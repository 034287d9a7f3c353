//! SmartHelmet ignition interlock firmware library.
//!
//! Exposes the pure-logic modules for integration testing and host
//! simulation. All ESP-IDF-specific code is guarded by
//! `#[cfg(target_os = "espidf")]` within each module.

#![deny(unused_must_use)]

pub mod alert;
pub mod app;
pub mod config;
pub mod diagnostics;
pub mod error;
pub mod pins;
pub mod safety;
pub mod transport;

pub mod adapters;
pub mod drivers;
pub mod sensors;
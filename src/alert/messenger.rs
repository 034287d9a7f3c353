//! SIM800C text-mode SMS transmission.
//!
//! A message is four frames written in order, each followed by a fixed
//! pause for the modem to process it:
//!
//! | Frame       | Bytes                      | Pause after |
//! |-------------|----------------------------|-------------|
//! | `TextMode`  | `AT+CMGF=1\r\n`            | command     |
//! | `Compose`   | `AT+CMGS="<number>"\r\n`   | command     |
//! | `Body`      | message text               | command     |
//! | `Terminate` | `0x1A` (CTRL-Z)            | send        |
//!
//! Nothing is read back. The modem's `>` prompt and `+CMGS:` reply are
//! ignored and a failed write only produces a log line.

use embedded_hal::delay::DelayNs;
use log::{info, warn};

use crate::app::service::SMS_BODY_CAP;
use crate::config::{PHONE_NUMBER_CAP, SystemConfig};
use crate::transport::SerialTransport;

/// Ends message composition and submits it.
pub const CTRL_Z: u8 = 0x1A;

/// Aborts composition on the SIM800.
const ESC: u8 = 0x1B;

/// Largest encoded frame (a full-length body).
pub const FRAME_CAP: usize = SMS_BODY_CAP;

pub type Frame = heapless::Vec<u8, FRAME_CAP>;

/// One step of the SMS command sequence.
#[derive(Debug, Clone, Copy, PartialEq, Eq)]
pub enum ModemCommand<'a> {
    /// Select text mode.
    TextMode,
    /// Start a message to `number`.
    Compose { number: &'a str },
    /// Message text.
    Body(&'a str),
    /// CTRL-Z terminator.
    Terminate,
}

impl ModemCommand<'_> {
    /// Encode the exact bytes written to the modem.
    pub fn encode(&self) -> Frame {
        let mut frame = Frame::new();
        match self {
            Self::TextMode => {
                let _ = frame.extend_from_slice(b"AT+CMGF=1\r\n");
            }
            Self::Compose { number } => {
                let _ = frame.extend_from_slice(b"AT+CMGS=\"");
                let _ = frame.extend_from_slice(number.as_bytes());
                let _ = frame.extend_from_slice(b"\"\r\n");
            }
            Self::Body(text) => {
                // CTRL-Z or ESC inside the text would end or abort the
                // message early. Truncation keeps whole characters only.
                let mut utf8 = [0u8; 4];
                for c in text
                    .chars()
                    .filter(|&c| c != char::from(CTRL_Z) && c != char::from(ESC))
                {
                    if frame.extend_from_slice(c.encode_utf8(&mut utf8).as_bytes()).is_err() {
                        break;
                    }
                }
            }
            Self::Terminate => {
                let _ = frame.push(CTRL_Z);
            }
        }
        frame
    }

    /// Short label for log lines.
    pub fn name(&self) -> &'static str {
        match self {
            Self::TextMode => "CMGF",
            Self::Compose { .. } => "CMGS",
            Self::Body(_) => "body",
            Self::Terminate => "CTRL-Z",
        }
    }
}

/// The four frames of one SMS, in transmission order.
pub fn sms_sequence<'a>(number: &'a str, body: &'a str) -> [ModemCommand<'a>; 4] {
    [
        ModemCommand::TextMode,
        ModemCommand::Compose { number },
        ModemCommand::Body(body),
        ModemCommand::Terminate,
    ]
}

/// Fixed modem processing pauses.
#[derive(Debug, Clone, Copy, PartialEq, Eq)]
pub struct ModemTiming {
    pub command_pause_ms: u32,
    pub send_pause_ms: u32,
}

impl ModemTiming {
    pub fn pause_after(&self, cmd: &ModemCommand<'_>) -> u32 {
        match cmd {
            ModemCommand::Terminate => self.send_pause_ms,
            _ => self.command_pause_ms,
        }
    }
}

/// Sends SMS alerts to one fixed number. Stateless between sends.
pub struct AlertMessenger {
    number: heapless::String<PHONE_NUMBER_CAP>,
    timing: ModemTiming,
}

impl AlertMessenger {
    pub fn new(config: &SystemConfig) -> Self {
        Self {
            number: config.alert_number.clone(),
            timing: ModemTiming {
                command_pause_ms: config.modem_command_pause_ms,
                send_pause_ms: config.modem_send_pause_ms,
            },
        }
    }

    pub fn number(&self) -> &str {
        &self.number
    }

    pub fn timing(&self) -> ModemTiming {
        self.timing
    }

    /// Write the full command sequence, pausing after each frame.
    ///
    /// Every pause runs to completion even if a write failed; the caller
    /// is blocked for the same time either way.
    pub fn send<T, D>(&self, modem: &mut T, delay: &mut D, body: &str)
    where
        T: SerialTransport,
        D: DelayNs,
    {
        let mut clean = true;
        for cmd in sms_sequence(&self.number, body) {
            let frame = cmd.encode();
            match modem.write(&frame) {
                Ok(n) if n == frame.len() => {}
                Ok(n) => {
                    warn!("modem: {} short write ({}/{} bytes)", cmd.name(), n, frame.len());
                    clean = false;
                }
                Err(e) => {
                    warn!("modem: {} write failed: {:?}", cmd.name(), e);
                    clean = false;
                }
            }
            if let Err(e) = modem.flush() {
                warn!("modem: {} flush failed: {:?}", cmd.name(), e);
                clean = false;
            }
            delay.delay_ms(self.timing.pause_after(&cmd));
        }

        if clean {
            info!("SMS handed to modem for {} ({} chars)", self.number, body.len());
        } else {
            warn!("SMS to {} may not have been sent", self.number);
        }
    }
}
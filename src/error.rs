//! Unified error types for the SmartHelmet firmware.
//!
//! A single `Error` enum that every subsystem converts into. Variants are
//! `Copy` so they can be logged and dropped by the control loop without
//! allocation. Nothing above the safety controller ever sees one of these:
//! faults are absorbed and reported on the diagnostic stream.

use core::fmt;

// ---------------------------------------------------------------------------
// Top-level firmware error
// ---------------------------------------------------------------------------

#[derive(Debug, Clone, Copy, PartialEq, Eq)]
pub enum Error {
    /// The alcohol sensor could not be read.
    Sensor(SensorError),
    /// The ignition relay could not be driven.
    Actuator(ActuatorError),
    /// A serial link (modem or GPS) failed.
    Comms(CommsError),
    /// Peripheral initialisation failed.
    Init(&'static str),
    /// A compile-time configuration value is invalid.
    Config(&'static str),
}

impl fmt::Display for Error {
    fn fmt(&self, f: &mut fmt::Formatter<'_>) -> fmt::Result {
        match self {
            Self::Sensor(e) => write!(f, "sensor: {e}"),
            Self::Actuator(e) => write!(f, "actuator: {e}"),
            Self::Comms(e) => write!(f, "comms: {e}"),
            Self::Init(msg) => write!(f, "init: {msg}"),
            Self::Config(msg) => write!(f, "config: {msg}"),
        }
    }
}

impl core::error::Error for Error {}

// ---------------------------------------------------------------------------
// Sensor errors
// ---------------------------------------------------------------------------

#[derive(Debug, Clone, Copy, PartialEq, Eq)]
pub enum SensorError {
    /// ADC oneshot read returned an error code.
    AdcReadFailed,
}

impl fmt::Display for SensorError {
    fn fmt(&self, f: &mut fmt::Formatter<'_>) -> fmt::Result {
        match self {
            Self::AdcReadFailed => write!(f, "ADC read failed"),
        }
    }
}

impl From<SensorError> for Error {
    fn from(e: SensorError) -> Self {
        Self::Sensor(e)
    }
}

// ---------------------------------------------------------------------------
// Actuator errors
// ---------------------------------------------------------------------------

#[derive(Debug, Clone, Copy, PartialEq, Eq)]
pub enum ActuatorError {
    /// GPIO level write failed.
    GpioWriteFailed,
}

impl fmt::Display for ActuatorError {
    fn fmt(&self, f: &mut fmt::Formatter<'_>) -> fmt::Result {
        match self {
            Self::GpioWriteFailed => write!(f, "GPIO write failed"),
        }
    }
}

impl From<ActuatorError> for Error {
    fn from(e: ActuatorError) -> Self {
        Self::Actuator(e)
    }
}

// ---------------------------------------------------------------------------
// Communications errors
// ---------------------------------------------------------------------------

#[derive(Debug, Clone, Copy, PartialEq, Eq)]
pub enum CommsError {
    /// UART driver install / parameter / pin configuration failed.
    UartInitFailed(i32),
    /// Fewer bytes than requested were queued for transmission.
    UartWriteFailed,
    /// The UART driver reported an error while reading.
    UartReadFailed,
}

impl fmt::Display for CommsError {
    fn fmt(&self, f: &mut fmt::Formatter<'_>) -> fmt::Result {
        match self {
            Self::UartInitFailed(rc) => write!(f, "UART init failed (rc={rc})"),
            Self::UartWriteFailed => write!(f, "UART write failed"),
            Self::UartReadFailed => write!(f, "UART read failed"),
        }
    }
}

impl From<CommsError> for Error {
    fn from(e: CommsError) -> Self {
        Self::Comms(e)
    }
}

// ---------------------------------------------------------------------------
// Convenience Result alias
// ---------------------------------------------------------------------------

/// Firmware-wide `Result` alias.
pub type Result<T> = core::result::Result<T, Error>;
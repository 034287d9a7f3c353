//! Relay, UART and watchdog drivers plus one-shot hardware initialisation.

pub mod hw_init;
pub mod relay;
pub mod uart;
pub mod watchdog;
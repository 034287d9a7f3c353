//! GPS location snippet extraction.
//!
//! The NEO-6M streams NMEA sentences continuously. When an alert is being
//! built, the extractor drains the GPS link for a fixed window, then looks
//! for the first `GPGGA` fix sentence and returns up to 80 raw characters
//! starting at the marker. No NMEA parsing, no checksum validation.
//!
//! Whatever the link buffered before the window opens is discarded, so a
//! snippet never comes from sentences older than the alert. The drain is
//! blocking and runs for the whole window regardless of what arrives. Accumulation is capped at [`GPS_BUFFER_CAP`] bytes; anything
//! received after the cap is read off the link and dropped.

use core::fmt;

use log::{debug, warn};

use crate::app::ports::ClockPort;
use crate::transport::SerialTransport;

/// Leading token of the fix sentence we report.
pub const FIX_MARKER: &[u8] = b"GPGGA";

/// Below this many bytes the receiver is considered silent.
pub const MIN_USEFUL_BYTES: usize = 10;

/// Longest snippet forwarded in an alert.
pub const SNIPPET_CHARS: usize = 80;

/// Upper bound on bytes kept from one drain window.
pub const GPS_BUFFER_CAP: usize = 1024;

const READ_CHUNK: usize = 64;

/// Pause between polls while the link is idle.
const IDLE_POLL_MS: u32 = 10;

/// Best-effort location text for one alert.
#[derive(Debug, Clone, PartialEq, Eq)]
pub enum LocationSnippet {
    /// Fewer than [`MIN_USEFUL_BYTES`] arrived during the window.
    NoData,
    /// Data arrived but contained no fix sentence.
    SignalWeak,
    /// Raw text starting at the fix marker.
    Sentence(heapless::String<SNIPPET_CHARS>),
}

impl LocationSnippet {
    /// Classify one window's worth of received bytes.
    pub fn from_buffer(buf: &[u8]) -> Self {
        if buf.len() < MIN_USEFUL_BYTES {
            return Self::NoData;
        }

        let Some(at) = find_marker(buf) else {
            return Self::SignalWeak;
        };

        let end = (at + SNIPPET_CHARS).min(buf.len());
        let mut text = heapless::String::new();
        for &b in &buf[at..end] {
            // NMEA is ASCII; line noise is replaced so the snippet stays
            // one byte per character.
            let c = if b.is_ascii() { b as char } else { '?' };
            let _ = text.push(c);
        }
        Self::Sentence(text)
    }

    pub fn as_str(&self) -> &str {
        match self {
            Self::NoData => "No GPS Data",
            Self::SignalWeak => "GPS Signal Weak",
            Self::Sentence(s) => s.as_str(),
        }
    }

    /// True when a fix sentence was found.
    pub fn is_fix(&self) -> bool {
        matches!(self, Self::Sentence(_))
    }
}

impl fmt::Display for LocationSnippet {
    fn fmt(&self, f: &mut fmt::Formatter<'_>) -> fmt::Result {
        f.write_str(self.as_str())
    }
}

fn find_marker(buf: &[u8]) -> Option<usize> {
    buf.windows(FIX_MARKER.len()).position(|w| w == FIX_MARKER)
}

/// Drains the GPS link for a fixed window. Holds no state between calls.
#[derive(Debug, Clone, Copy)]
pub struct LocationExtractor {
    window_ms: u32,
}

impl LocationExtractor {
    pub fn new(window_ms: u32) -> Self {
        Self { window_ms }
    }

    pub fn window_ms(&self) -> u32 {
        self.window_ms
    }

    /// Block for the full window, then classify what arrived.
    ///
    /// The receiver streams continuously, so the link's RX backlog is
    /// thrown away first: only bytes that arrive inside the window count.
    pub fn extract<T, C>(&self, gps: &mut T, clock: &mut C) -> LocationSnippet
    where
        T: SerialTransport,
        C: ClockPort,
    {
        if let Err(e) = gps.clear_rx() {
            warn!("GPS backlog flush failed: {:?}", e);
        }

        let mut buf: heapless::Vec<u8, GPS_BUFFER_CAP> = heapless::Vec::new();
        let mut dropped: usize = 0;
        let window = u64::from(self.window_ms);
        let start = clock.uptime_ms();

        while clock.uptime_ms().saturating_sub(start) < window {
            let mut chunk = [0u8; READ_CHUNK];
            match gps.read(&mut chunk) {
                Ok(0) => clock.delay_ms(IDLE_POLL_MS),
                Ok(n) => {
                    let n = n.min(chunk.len());
                    let take = n.min(GPS_BUFFER_CAP - buf.len());
                    let _ = buf.extend_from_slice(&chunk[..take]);
                    dropped += n - take;
                }
                Err(e) => {
                    warn!("GPS read failed: {:?}", e);
                    clock.delay_ms(IDLE_POLL_MS);
                }
            }
        }

        if dropped > 0 {
            debug!("GPS buffer full, dropped {} bytes", dropped);
        }
        let snippet = LocationSnippet::from_buffer(&buf);
        debug!("GPS window closed: {} bytes -> {:?}", buf.len(), snippet);
        snippet
    }
}
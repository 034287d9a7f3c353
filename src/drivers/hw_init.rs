//! One-shot hardware peripheral initialization.
//!
//! Configures the MQ-3 ADC channel and the relay GPIO using raw ESP-IDF
//! sys calls. Called once from `main()` before the control loop starts.
//! The relay pin is driven HIGH (ignition open) in the same call that
//! makes it an output, so it is never LOW before the first reading.

#[cfg(target_os = "espidf")]
use core::sync::atomic::{AtomicPtr, Ordering};

#[cfg(target_os = "espidf")]
use esp_idf_svc::sys::*;

#[cfg(target_os = "espidf")]
use log::info;

use crate::error::ActuatorError;
#[cfg(target_os = "espidf")]
use crate::error::SensorError;
#[cfg(target_os = "espidf")]
use crate::pins;

// ── Error type ────────────────────────────────────────────────

/// Errors during one-shot peripheral initialization.
#[derive(Debug, Clone, Copy, PartialEq, Eq)]
pub enum HwInitError {
    AdcInitFailed(i32),
    GpioConfigFailed(i32),
}

impl core::fmt::Display for HwInitError {
    fn fmt(&self, f: &mut core::fmt::Formatter<'_>) -> core::fmt::Result {
        match self {
            Self::AdcInitFailed(rc) => write!(f, "ADC1 init failed (rc={})", rc),
            Self::GpioConfigFailed(rc) => write!(f, "GPIO config failed (rc={})", rc),
        }
    }
}

impl core::error::Error for HwInitError {}

#[cfg(target_os = "espidf")]
pub fn init_peripherals() -> Result<(), HwInitError> {
    // SAFETY: Called once from main() before the control loop; single-threaded.
    unsafe {
        init_relay_output()?;
        init_adc()?;
    }
    info!("hw_init: all peripherals configured");
    Ok(())
}

#[cfg(not(target_os = "espidf"))]
pub fn init_peripherals() -> Result<(), HwInitError> {
    log::info!("hw_init(sim): peripheral init skipped");
    Ok(())
}

// ── ADC (oneshot) ─────────────────────────────────────────────

#[cfg(target_os = "espidf")]
static ADC1_HANDLE: AtomicPtr<adc_oneshot_unit_ctx_t> = AtomicPtr::new(core::ptr::null_mut());

#[cfg(target_os = "espidf")]
unsafe fn init_adc() -> Result<(), HwInitError> {
    let init_cfg = adc_oneshot_unit_init_cfg_t {
        unit_id: adc_unit_t_ADC_UNIT_1,
        ulp_mode: adc_ulp_mode_t_ADC_ULP_MODE_DISABLE,
        ..Default::default()
    };
    let mut handle: adc_oneshot_unit_handle_t = core::ptr::null_mut();
    let ret = unsafe { adc_oneshot_new_unit(&init_cfg, &mut handle) };
    if ret != ESP_OK as i32 {
        return Err(HwInitError::AdcInitFailed(ret));
    }

    // 12 dB attenuation: full 0 – 3.1 V swing of the MQ-3 divider.
    let chan_cfg = adc_oneshot_chan_cfg_t {
        atten: adc_atten_t_ADC_ATTEN_DB_12,
        bitwidth: adc_bitwidth_t_ADC_BITWIDTH_12,
    };
    let ret = unsafe { adc_oneshot_config_channel(handle, pins::MQ3_ADC_CHANNEL, &chan_cfg) };
    if ret != ESP_OK as i32 {
        return Err(HwInitError::AdcInitFailed(ret));
    }

    ADC1_HANDLE.store(handle, Ordering::Release);
    info!("hw_init: ADC1 configured (CH{}=MQ-3)", pins::MQ3_ADC_CHANNEL);
    Ok(())
}

#[cfg(target_os = "espidf")]
pub fn adc1_read(channel: u32) -> Result<u16, SensorError> {
    let handle = ADC1_HANDLE.load(Ordering::Acquire);
    if handle.is_null() {
        return Err(SensorError::AdcReadFailed);
    }
    let mut raw: i32 = 0;
    // SAFETY: handle was created by init_adc() and is never freed;
    // main-loop access only.
    let ret = unsafe { adc_oneshot_read(handle, channel, &mut raw) };
    if ret != ESP_OK as i32 {
        return Err(SensorError::AdcReadFailed);
    }
    Ok(raw.clamp(0, i32::from(pins::ADC_FULL_SCALE)) as u16)
}

// ── Relay output ──────────────────────────────────────────────

#[cfg(target_os = "espidf")]
unsafe fn init_relay_output() -> Result<(), HwInitError> {
    // Latch the output register HIGH before enabling the driver so the pin
    // never glitches LOW (ignition engaged).
    unsafe { gpio_set_level(pins::RELAY_GPIO, 1) };

    let cfg = gpio_config_t {
        pin_bit_mask: 1u64 << pins::RELAY_GPIO,
        mode: gpio_mode_t_GPIO_MODE_OUTPUT,
        pull_up_en: gpio_pullup_t_GPIO_PULLUP_ENABLE,
        pull_down_en: gpio_pulldown_t_GPIO_PULLDOWN_DISABLE,
        intr_type: gpio_int_type_t_GPIO_INTR_DISABLE,
    };
    let ret = unsafe { gpio_config(&cfg) };
    if ret != ESP_OK as i32 {
        return Err(HwInitError::GpioConfigFailed(ret));
    }
    unsafe { gpio_set_level(pins::RELAY_GPIO, 1) };

    info!("hw_init: relay GPIO{} output, HIGH (disengaged)", pins::RELAY_GPIO);
    Ok(())
}

#[cfg(target_os = "espidf")]
pub fn gpio_write(pin: i32, high: bool) -> Result<(), ActuatorError> {
    // SAFETY: gpio_set_level writes to an already-configured output pin;
    // main-loop only.
    let ret = unsafe { gpio_set_level(pin, u32::from(high)) };
    if ret != ESP_OK as i32 {
        return Err(ActuatorError::GpioWriteFailed);
    }
    Ok(())
}

#[cfg(not(target_os = "espidf"))]
pub fn gpio_write(_pin: i32, _high: bool) -> Result<(), ActuatorError> {
    Ok(())
}
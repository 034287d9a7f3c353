//! Log-based event sink adapter.
//!
//! Implements [`EventSink`] by writing application events to the ESP-IDF
//! logger (UART0 / USB-CDC). This is the diagnostic status stream: one
//! line per control cycle with the raw reading and the decision.

use log::{info, warn};

use crate::app::events::AppEvent;
use crate::app::ports::EventSink;
use crate::safety::SafetyState;

/// Adapter that logs every [`AppEvent`] to the serial console.
pub struct LogEventSink;

impl LogEventSink {
    pub fn new() -> Self {
        Self
    }
}

impl Default for LogEventSink {
    fn default() -> Self {
        Self::new()
    }
}

impl EventSink for LogEventSink {
    fn emit(&mut self, event: &AppEvent) {
        match event {
            AppEvent::Reading(d) => {
                let verdict = match d.state {
                    SafetyState::Unsafe => "ALCOHOL DETECTED! Ignition Disabled.",
                    SafetyState::Safe => "SAFE TO RIDE - Ignition ON",
                };
                info!("ALCOHOL | value={} | relay={} | {}", d.reading, d.relay, verdict);
            }
            AppEvent::StateChanged { from, to } => {
                info!("STATE | {:?} -> {:?}", from, to);
            }
            AppEvent::AlertSent { location } => {
                info!("ALERT | sent, location={}", location);
            }
            AppEvent::SensorFault(e) => {
                warn!("FAULT | sensor: {}", e);
            }
            AppEvent::RelayFault(e) => {
                warn!("FAULT | relay: {}", e);
            }
            AppEvent::Heartbeat(m) => {
                info!(
                    "HEARTBEAT | up={}s | cycles={} | alerts={} | sensor_faults={} | \
                     relay_faults={} | heap_free={}",
                    m.uptime_secs,
                    m.control_cycles,
                    m.alerts_sent,
                    m.sensor_faults,
                    m.relay_faults,
                    m.heap_free,
                );
            }
            AppEvent::Started { threshold } => {
                info!("START | threshold={} | relay=DISENGAGED", threshold);
            }
        }
    }
}
//! SmartHelmet Firmware — Main Entry Point
//!
//! Single-threaded polling loop around the hexagonal core.
//!
//! ```text
//! ┌────────────────────────────────────────────────────────────────┐
//! │                      Adapters (outer ring)                     │
//! │                                                                │
//! │  HardwareAdapter    SmsAlerter           LogEventSink          │
//! │  (Sensor+Relay)     (Alert: modem+GPS)   (EventSink)           │
//! │                                                                │
//! │  ──────────────── Port Trait Boundary ───────────────────      │
//! │                                                                │
//! │  ┌────────────────────────────────────────────────────────┐    │
//! │  │              AppService (pure logic)                   │    │
//! │  │  threshold · alert latch · relay command               │    │
//! │  └────────────────────────────────────────────────────────┘    │
//! │                                                                │
//! │  BoardClock (delays) · Watchdog                                │
//! └────────────────────────────────────────────────────────────────┘
//! ```
#![deny(unused_must_use)]

use anyhow::Result;
use embedded_hal::delay::DelayNs;
use esp_idf_hal::peripherals::Peripherals;
use log::{error, info};

use smarthelmet::adapters::hardware::HardwareAdapter;
use smarthelmet::adapters::log_sink::LogEventSink;
use smarthelmet::adapters::time::BoardClock;
use smarthelmet::alert::SmsAlerter;
use smarthelmet::app::events::AppEvent;
use smarthelmet::app::ports::EventSink;
use smarthelmet::app::service::AppService;
use smarthelmet::config::SystemConfig;
use smarthelmet::diagnostics;
use smarthelmet::drivers::hw_init;
use smarthelmet::drivers::relay::RelayDriver;
use smarthelmet::drivers::uart::UartTransport;
use smarthelmet::drivers::watchdog::Watchdog;
use smarthelmet::error::Error;
use smarthelmet::pins;
use smarthelmet::sensors::alcohol::AlcoholSensor;

fn main() -> Result<()> {
    // ── 1. ESP-IDF bootstrap ──────────────────────────────────
    esp_idf_svc::sys::link_patches();
    esp_idf_logger::init()?;

    info!("╔══════════════════════════════════════╗");
    info!("║  SmartHelmet v{}                  ║", env!("CARGO_PKG_VERSION"));
    info!("╚══════════════════════════════════════╝");

    diagnostics::install_panic_handler();

    // ── 2. Relay parked open, ADC up ──────────────────────────
    if let Err(e) = hw_init::init_peripherals() {
        // Relay pin state unknown; never enter the control loop.
        error!("HAL init failed: {} — halting", e);
        #[allow(clippy::empty_loop)]
        loop {}
    }

    // ── 3. Compile-time configuration ─────────────────────────
    let config = SystemConfig::default();
    config.validate()?;
    info!("Config: {}", serde_json::to_string(&config)?);

    // ── 4. Serial links ───────────────────────────────────────
    let peripherals = Peripherals::take()?;
    let modem = UartTransport::open(
        peripherals.uart1,
        peripherals.pins.gpio17,
        peripherals.pins.gpio18,
        pins::SERIAL_BAUD,
    )
    .map_err(Error::from)?;
    let gps = UartTransport::open(
        peripherals.uart2,
        peripherals.pins.gpio15,
        peripherals.pins.gpio16,
        pins::SERIAL_BAUD,
    )
    .map_err(Error::from)?;

    // ── 5. Adapters ───────────────────────────────────────────
    let mut hw = HardwareAdapter::new(
        AlcoholSensor::new(pins::MQ3_ADC_GPIO, pins::MQ3_ADC_CHANNEL),
        RelayDriver::new(pins::RELAY_GPIO),
    );
    let mut alerts = SmsAlerter::new(&config, modem, gps, BoardClock::new());
    let mut log_sink = LogEventSink::new();
    let mut clock = BoardClock::new();

    // ── 6. App service ────────────────────────────────────────
    let mut app = AppService::new(config.clone());
    app.start(&mut hw, &mut alerts, &mut log_sink);

    let watchdog = Watchdog::start(&config);

    info!("System ready. Entering control loop.");

    // ── 7. Control loop ───────────────────────────────────────
    loop {
        app.tick(&mut hw, &mut alerts, &mut log_sink);

        if app.heartbeat_due() {
            let metrics = app.build_metrics(clock.uptime_secs());
            log_sink.emit(&AppEvent::Heartbeat(metrics));
        }

        watchdog.feed();

        clock.delay_ms(config.poll_interval_ms);
    }
}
####################
Only one number is needed: please count the lines of the entries above in which the string "logic" occurs.

WRITTEN RESPONSE:
2